Instructions

Mission Statement:

DEQOR analyzes all possible siRNAs (windows) of a given RNA string for silencing and cross silencing potential in RNA interference.

Usage:

Choose a target database and the window size (number of nucleotides per subsequence).
Paste your raw RNA sequence into the text box.
Adjust display filters and/or quality parameters according to your likings.
Press submit. In case of long sequences and a large database the search might take a considerable amount of time!

Functionality:

The overall functionality is twofold: First, the given sequence is checked for cross-silencing small interfering RNAs (siRNAs), i.e. those with homologues elsewhere in the genome/transcriptome. Second, all subsequence windows are tested for their overall quality as silencers: (GC ratio, Poly bp, correct asymmetry of the siRNA)

Sequence Processing

the complete sequence is searched against the chosen target database (NCBI blastn) in order to detect the original gene. If one or more alignments with an E-value less than the selected cutoff (default: 10E-70) are found, subsequence hits against this/these gene(s) are not shown, as all subsequences would match.
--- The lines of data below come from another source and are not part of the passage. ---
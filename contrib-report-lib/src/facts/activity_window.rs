use chrono::{DateTime, SecondsFormat, Utc};
use core::fmt::{Display, Formatter};

/// The trailing time window a run collects activity for.
///
/// The cutoff is computed once per run and shared read-only by every collector, so all
/// records from one run are judged against the same instant. The boundary is inclusive.
#[derive(Debug, Clone, Copy, PartialEq, Eq)]
pub struct ActivityWindow {
    cutoff: DateTime<Utc>,
    weeks: u32,
}

impl ActivityWindow {
    /// Create a window that starts `weeks` weeks before `now`.
    ///
    /// A cutoff earlier than the representable range is clamped to the earliest instant.
    #[must_use]
    pub fn new(now: DateTime<Utc>, weeks: u32) -> Self {
        let cutoff = chrono::Duration::try_weeks(i64::from(weeks))
            .and_then(|span| now.checked_sub_signed(span))
            .unwrap_or(DateTime::<Utc>::MIN_UTC);

        Self { cutoff, weeks }
    }

    /// Create a window with an explicit cutoff instant.
    #[must_use]
    pub const fn with_cutoff(cutoff: DateTime<Utc>, weeks: u32) -> Self {
        Self { cutoff, weeks }
    }

    #[must_use]
    pub const fn cutoff(&self) -> DateTime<Utc> {
        self.cutoff
    }

    #[must_use]
    pub const fn weeks(&self) -> u32 {
        self.weeks
    }

    /// Whether `ts` falls inside the window (`ts >= cutoff`).
    #[must_use]
    pub fn contains(&self, ts: DateTime<Utc>) -> bool {
        ts >= self.cutoff
    }

    /// The cutoff in the `since=` query format the hosting API expects.
    #[must_use]
    pub fn since_param(&self) -> String {
        self.cutoff.to_rfc3339_opts(SecondsFormat::Secs, true)
    }
}

impl Display for ActivityWindow {
    fn fmt(&self, f: &mut Formatter<'_>) -> core::fmt::Result {
        write!(f, "{} week(s) since {}", self.weeks, self.since_param())
    }
}
//! Command-line interface and orchestration for contrib-report
//!
//! This module implements the CLI commands and coordinates fact collection, rollup,
//! and report generation. It handles argument parsing, configuration management, and
//! the high-level workflow.
//!
//! # Implementation Model
//!
//! ## Commands
//!
//! - **report**: Parse the repository list, fetch commits and closed pull requests for
//!   the trailing window, fold them into per-author rollups, write the xlsx workbook,
//!   and print a short summary
//! - **init**: Generate a default configuration file
//!
//! ## Execution Flow
//!
//! The `run` function parses command-line arguments using clap and routes
//! to the appropriate command handler. The report command validates everything it can
//! before touching the network: the repository list, the configuration, the token, and
//! the output directory.
//!
//! The `common` module provides the arguments shared with anything that talks to
//! GitHub, as well as logging setup and color mode handling.

mod common;
mod config;
mod host;
mod init;
mod progress_reporter;
mod report;
mod run;

#[cfg(debug_assertions)]
pub use config::Config;

pub use host::Host;
pub use init::{InitArgs, init_config};
pub use progress_reporter::ProgressReporter;
pub use report::{ReportArgs, process_report};
pub use run::run;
Afterwards, a blastN-search is performed with all windows of the given size.
all subsequences are analyzed for their sequencing quality according to state-of-the-art criteria: GC - content between 20% and 50%; asymmetry of siRNA; no poly-bp stretches.
the output is filtered against the given display filter criteria and ordered with respect to quality. Cross silenced genes and recognized origins are linked to the ENSEMBL and NCBI databases, respectively.